The Five Most Influential Albums

By Timothy R Butler | Posted at 6:30 AM

I was thinking the other day about which (music) albums have been the most influential on me. Not which ones are most profound, but which ones have stood the test of time so that year after year they continue to established the baseline for my musical taste. Each of the following actually altered my musical taste to some degree. These are the ones that keep being played month after month and year after year. Though I lack musical performance ability, if I had the ability to compose music, I rather think it would sound like a mix of these.

5. The Screen Behind the Mirror (Enigma) — It's a bit “different,” but Enigma creates a sound that is grand in scale. The interweaving of Carl Orff's Carmina Burana into a rich texture of traditional and electronic sounds creates an unforgettable, intriguing and haunting sound on this album. I'm not really sure how to describe Engima if you haven't heard it. But imagine rock, alternative, gregorian chant and classical blended together to the point that the parts are no longer really separate and you have an idea. If you haven't heard them, you are missing out on something.

4. No Angel (Dido) — I remember first hearing Dido perform on TV not long after this, her first CD, came out. I didn't pick up the CD for several years after that, but “Here With Me” immediately stuck in my head. It sets the tone very well for the whole CD. This album, like Engima, creates what I can only think to call an immensely large sound stage. It envelopes the listener into something large, somewhat dark and out of the ordinary.

3. Sixpence None the Richer (Sixpence None the Richer) — the eponymous album was my entry point into the band and remains my favorite album from them (and this comes from a guy that owns every album the group has put out so far, along with most of their singles). Few albums that I've listened to feel so much like a cohesive whole as this one, yet each song stands on its own as well. While some of Sixpence's best work is contained in their earlier albums and “Divine Discontent” is nothing to sneeze at, their self-titled album's constant, catchy and mature sound sets it apart. Capturing the experience of the band as it struggled to survive, it is full of feeling and contains a deep combination of allusions that make it a “thinking” album.

2. The Book of Secrets (Loreena McKennitt) — The gem of this album, in my estimation, is “Dante's Prayer” — an absolutely beautiful interweaving of McKennitt's celtic sound with Dante's story and an Eastern Orthodox choir. I cannot help but here it now when I read the Divine Comedy. While that is the height, the rest of the album similarly is rich in texture and filled with emotive lyrics that invoke the objective correlative.

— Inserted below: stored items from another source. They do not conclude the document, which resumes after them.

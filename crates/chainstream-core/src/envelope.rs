//! Engine.IO v3 / socket.io v2 text-frame envelope.
//!
//! Every inbound text frame starts with a packet-type prefix:
//!
//! | prefix | meaning                          |
//! |--------|----------------------------------|
//! | `0`    | open, followed by handshake JSON |
//! | `1`    | close                            |
//! | `2`    | ping                             |
//! | `3`    | pong (answer to our probe)       |
//! | `6`    | noop                             |
//! | `40`   | namespace connect                |
//! | `41`   | namespace disconnect             |
//! | `42`   | event: `["name", payload]`       |
//!
//! Outbound requests are emitted as `420["name", body]`.

use serde::{Deserialize, Serialize};
use serde_json::Value;
use url::Url;

use crate::error::StreamError;

/// Path and query string selecting the transport the peer expects.
pub const SOCKET_PATH: &str = "/socket.io/?EIO=3&transport=websocket";

/// Liveness probe.
pub const PROBE: &str = "2";

/// Graceful namespace disconnect.
pub const DISCONNECT: &str = "41";

const EVENT_PREFIX: &str = "42";
const EMIT_PREFIX: &str = "420";

/// Body of the `0` open packet.
#[derive(Debug, Clone, Default, PartialEq, Eq, Serialize, Deserialize)]
#[serde(rename_all = "camelCase", default)]
pub struct Handshake {
    pub sid: String,
    pub upgrades: Vec<String>,
    /// Milliseconds between client probes the peer expects.
    pub ping_interval: u64,
    /// Milliseconds the peer waits for a probe before dropping us.
    pub ping_timeout: u64,
}

/// Classification of one inbound text frame.
#[derive(Debug, Clone, PartialEq, Eq)]
pub enum Envelope<'a> {
    /// `None` when the handshake body did not parse.
    Open(Option<Handshake>),
    Close,
    Ping,
    Pong,
    Noop,
    Connect,
    Disconnect,
    /// Event frame; holds the JSON text after the `42` prefix.
    Event(&'a str),
    /// Anything else (acks, errors, binary placeholders, upgrades).
    Other,
}

impl Envelope<'_> {
    /// Control frames are consumed by the connection and never surfaced.
    pub fn is_control(&self) -> bool {
        !matches!(self, Self::Event(_) | Self::Other)
    }

    /// The peer is going away.
    pub fn is_exit(&self) -> bool {
        matches!(self, Self::Close | Self::Disconnect)
    }
}

/// Classify a frame by its prefix. Does not parse event payloads.
pub fn classify(text: &str) -> Envelope<'_> {
    if let Some(rest) = text.strip_prefix(EVENT_PREFIX) {
        return Envelope::Event(rest);
    }
    match text {
        "1" => Envelope::Close,
        "2" => Envelope::Ping,
        "3" => Envelope::Pong,
        "6" => Envelope::Noop,
        "40" => Envelope::Connect,
        "41" => Envelope::Disconnect,
        _ => match text.strip_prefix('0') {
            Some(body) if body.starts_with('{') => {
                Envelope::Open(serde_json::from_str(body).ok())
            }
            Some("") => Envelope::Open(None),
            _ if text.starts_with("40") => Envelope::Connect,
            _ => Envelope::Other,
        },
    }
}

/// Decode the body of an event frame into `(event name, payload)`.
///
/// Invalid JSON is a protocol error. Valid JSON of the wrong shape (not an
/// array, not exactly two elements, a non-string name) is `Ok(None)`: the
/// peer interleaves status messages of other shapes on the same stream.
pub fn decode_event(body: &str) -> Result<Option<(String, Value)>, StreamError> {
    let value: Value = serde_json::from_str(body)
        .map_err(|e| StreamError::Protocol(format!("malformed event frame: {e}")))?;
    let Value::Array(mut items) = value else {
        return Ok(None);
    };
    if items.len() != 2 {
        return Ok(None);
    }
    let payload = items.pop().unwrap_or(Value::Null);
    match items.pop() {
        Some(Value::String(name)) => Ok(Some((name, payload))),
        _ => Ok(None),
    }
}

/// Encode an outbound event emission: `420["name",<body>]`.
pub fn encode_event<T: Serialize + ?Sized>(name: &str, body: &T) -> Result<String, StreamError> {
    let frame = serde_json::to_string(&(name, body)).map_err(StreamError::Encode)?;
    Ok(format!("{EMIT_PREFIX}{frame}"))
}

/// Build the websocket URL for a caller-supplied base URL.
///
/// Trailing slashes are trimmed and `http(s)` is mapped to `ws(s)`.
pub fn endpoint(base: &str) -> Result<String, StreamError> {
    let trimmed = base.trim().trim_end_matches('/');
    let parsed = Url::parse(trimmed).map_err(|e| StreamError::InvalidUrl(format!("{trimmed}: {e}")))?;
    let scheme = match parsed.scheme() {
        "ws" | "http" => "ws",
        "wss" | "https" => "wss",
        other => {
            return Err(StreamError::InvalidUrl(format!(
                "unsupported scheme '{other}' in {trimmed}"
            )))
        }
    };
    if parsed.host_str().is_none() {
        return Err(StreamError::InvalidUrl(format!("missing host in {trimmed}")));
    }
    let rest = &trimmed[parsed.scheme().len()..];
    Ok(format!("{scheme}{rest}{SOCKET_PATH}"))
}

1. Fallen (Evanescence) — What I like about Evanescence is not far off from what impresses me about Engima: it is a genre bending band that integrates classical elements into something very distinctly modern. Evanescence's heavy use of a backing symphony orchestra and chorale creates perhaps the perfect example of the postmodern juxtaposition. The dark, brooding nature is a rich musical landscape that expresses what I have come to call the “tragedy of the ordinary fate” extremely well. The high point, in my estimation, is single unit of “Tourniquet” and “Imaginary” (though neither is my favorite song in isolation) — the two tracks blend together with a symphonic musical interlude in between which is really quite haunting and I wish had been developed into something longer.

Perhaps I'll do a series on further thoughts on each of these CD's individually over the summer. I've thought a lot about them over the last few years and have been trying to objectively identify what makes them so particularly memorable to me. I'm getting closer to formulating something — there's a theme the adept observer may be able to see in what I've listed above.

In any case, what are your five? (Remember: what is the most influential to you, not what is the most profound or impressive or whatever else.)